I call that urge the “hold my beer” syndrome.
It’s a very specific cocktail of pride, burnout, and selective amnesia. Pride because, obviously, we “know more now” than when that code was originally written. Burnout because you’ve spent months patching a system that’s smelled like legacy since line one. And amnesia because you conveniently forget all the pain, the countless decisions, trade-offs, and production scares that left their scars in the very code you now despise.
The classic disaster scenario
The story almost always starts the same way. There’s an old, ugly system with way too many years on it. Patches have piled up, emergency fixes, features that were needed yesterday. The logs read like gibberish from another dimension, the database has tables with names no one remembers who designed, and the documentation… well, the documentation is that folder in the repo everyone glances at respectfully but no one dares open.

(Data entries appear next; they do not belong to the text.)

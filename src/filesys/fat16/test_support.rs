//! Freshly formatted volumes for unit tests

use super::constants::SECTOR_SIZE;
use super::{Fat16, FormatOptions};
use crate::filesys::block::memory::MemoryBlockDevice;

/// In-memory device holding an empty volume with the default geometry
pub fn formatted_device(total_sectors: u64) -> MemoryBlockDevice {
    let mut device = MemoryBlockDevice::new(total_sectors, SECTOR_SIZE);
    Fat16::format(Box::new(&mut device), FormatOptions::default())
        .and_then(Fat16::unmount)
        .unwrap();
    device
}

pub fn mounted(total_sectors: u64) -> Fat16<'static> {
    mounted_with(total_sectors, FormatOptions::default())
}

pub fn mounted_with(total_sectors: u64, options: FormatOptions) -> Fat16<'static> {
    let device = MemoryBlockDevice::new(total_sectors, SECTOR_SIZE);
    Fat16::format(Box::new(device), options).unwrap()
}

On one of those particularly bad afternoons, after fighting with an 800-line function, you drop the cursed phrase: “honestly, this whole thing needs to be rewritten.”
And sometimes it sticks.
There’s a famous anecdote that’s become almost a cautionary fable: Netscape’s attempt to rewrite their browser from scratch . They decided to throw out the existing code, start a brand-new project, and in the meantime, the old browser was left unloved, unimproved, and adrift. Microsoft, with Internet Explorer, happily took the gift. While Netscape’s engineers were busy designing the perfect future, the present was bleeding out in market share and users. By the time the new product was “ready,” the world had changed hands.

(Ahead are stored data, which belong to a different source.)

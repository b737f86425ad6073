//! 8.3 short name encoding

use super::constants::*;
use crate::filesys::FsError;
use arrayvec::ArrayString;

/// Padded on-disk name: 8 name bytes then 3 extension bytes
pub type ShortName = [u8; SHORT_NAME_LENGTH];

/// Display form of a short name, at most "XXXXXXXX.XXX"
pub type DisplayName = ArrayString<{ SHORT_NAME_LENGTH + 1 }>;

pub const DOT: ShortName = *b".          ";
pub const DOT_DOT: ShortName = *b"..         ";

fn encode_char(c: char) -> u8 {
    if c.is_ascii() {
        c.to_ascii_uppercase() as u8
    } else {
        b'_'
    }
}

/// Converts "readme.txt" into "README  TXT".
///
/// Splits on the first '.', truncates the base to 8 and the extension to 3
/// characters without complaint and pads with spaces.
pub fn format_fixed(name: &str) -> ShortName {
    match name {
        "." => return DOT,
        ".." => return DOT_DOT,
        _ => {}
    }

    let mut out = [b' '; SHORT_NAME_LENGTH];
    let (base, ext) = name.split_once('.').unwrap_or((name, ""));

    for (slot, c) in out[..MAX_FILENAME_LENGTH].iter_mut().zip(base.chars()) {
        *slot = encode_char(c);
    }
    for (slot, c) in out[MAX_FILENAME_LENGTH..].iter_mut().zip(ext.chars()) {
        *slot = encode_char(c);
    }
    out
}

/// Converts "README  TXT" back into "README.TXT"
pub fn decode_fixed(raw: &ShortName) -> DisplayName {
    let mut out = DisplayName::new();
    let base = trim_padding(&raw[..MAX_FILENAME_LENGTH]);
    let ext = trim_padding(&raw[MAX_FILENAME_LENGTH..]);

    for &b in base {
        out.push(decode_byte(b));
    }
    if !ext.is_empty() {
        out.push('.');
        for &b in ext {
            out.push(decode_byte(b));
        }
    }
    out
}

fn trim_padding(part: &[u8]) -> &[u8] {
    let end = part.iter().rposition(|&b| b != b' ').map_or(0, |i| i + 1);
    &part[..end]
}

fn decode_byte(b: u8) -> char {
    if b.is_ascii() && !b.is_ascii_control() {
        b as char
    } else {
        '?'
    }
}

/// Checks a name before it is used to create or rename an entry
pub fn validate(name: &str) -> Result<ShortName, FsError> {
    if name.is_empty() || name == "." || name == ".." || name.contains('/') {
        return Err(FsError::InvalidName);
    }
    let raw = format_fixed(name);
    if raw[..MAX_FILENAME_LENGTH].iter().all(|&b| b == b' ') {
        return Err(FsError::InvalidName);
    }
    Ok(raw)
}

The moral is pretty brutal: your perfect rewrite can show up late to a party you’re no longer invited to.
Why we underestimate what already exists
That’s far from the only case. It’s a pattern that repeats in startups and big companies alike. A team gets fed up with an unbearable monolith, decides the solution is to build a new one — prettier, cleaner, more modular, this time for real — and promises that in a few months, it’ll replace the old one. Those months turn into a couple of years . The old product keeps generating revenue, keeps changing, keeps accumulating patches… and the new one is always “a couple of sprints away” from being production-ready.
The problem with rewriting from scratch isn’t just technical — it’s deeply human. When you look at old code, you judge it with today’s eyes but yesterday’s memory. You see “bad decisions” where there were actually deadlines, technical constraints, lack of experience, or simply a different context. And above all, you forget that this tangle of code has already survived battles that the new system doesn’t even suspect yet: bugs that were fixed, weird business edge cases, absurd conditions from big clients that ended up embedded in some stray if statement.
On top of that, there’s a neat little mental trick: we’re great at seeing the complexity of the old code, but we brutally underestimate the complexity of the new one . And when you say “it won’t take that long, it doesn’t really do that much,” what usually happens is you’re only counting the visible parts, the pretty ones, the ones that show up in demos. You forget the sordid details: the bizarre reports that only one person in finance uses every March, the Jurassic endpoint that a partner still in integration needs, the CSV export with an absurd format that exists solely to keep a big client happy.
Rewriting from scratch means reimplementing not just the happy path, but all those dark alleys full of weird behavior that the current system has learned the hard way. And many of them aren’t documented anywhere except in the code itself.
The real cost of hitting the red button
That’s why it’s usually an absurdly expensive mistake: you stop or slow down new feature development, you duplicate effort (maintaining the old system while building the new one), you reintroduce tons of bugs that were already fixed in the original system, and with luck, you end up in a similar spot… but two years later and with less morale. In the worst case, you die along the way — financially or from sheer team exhaustion.
It’s not just a matter of development hours. It’s a hemorrhage of energy. A team that spends months or years in “rewrite mode” lives on a constant promise. They work hard, but almost nothing reaches the user until very late. It’s hard to celebrate progress because it always feels internal, invisible. The risk of burnout and cynicism is sky-high.
Meanwhile, the business side looks at the roadmap and watches it stretch like taffy. “What have you been doing the last six months?” “We’re rewriting the core — it’s going to be amazing, I swear.”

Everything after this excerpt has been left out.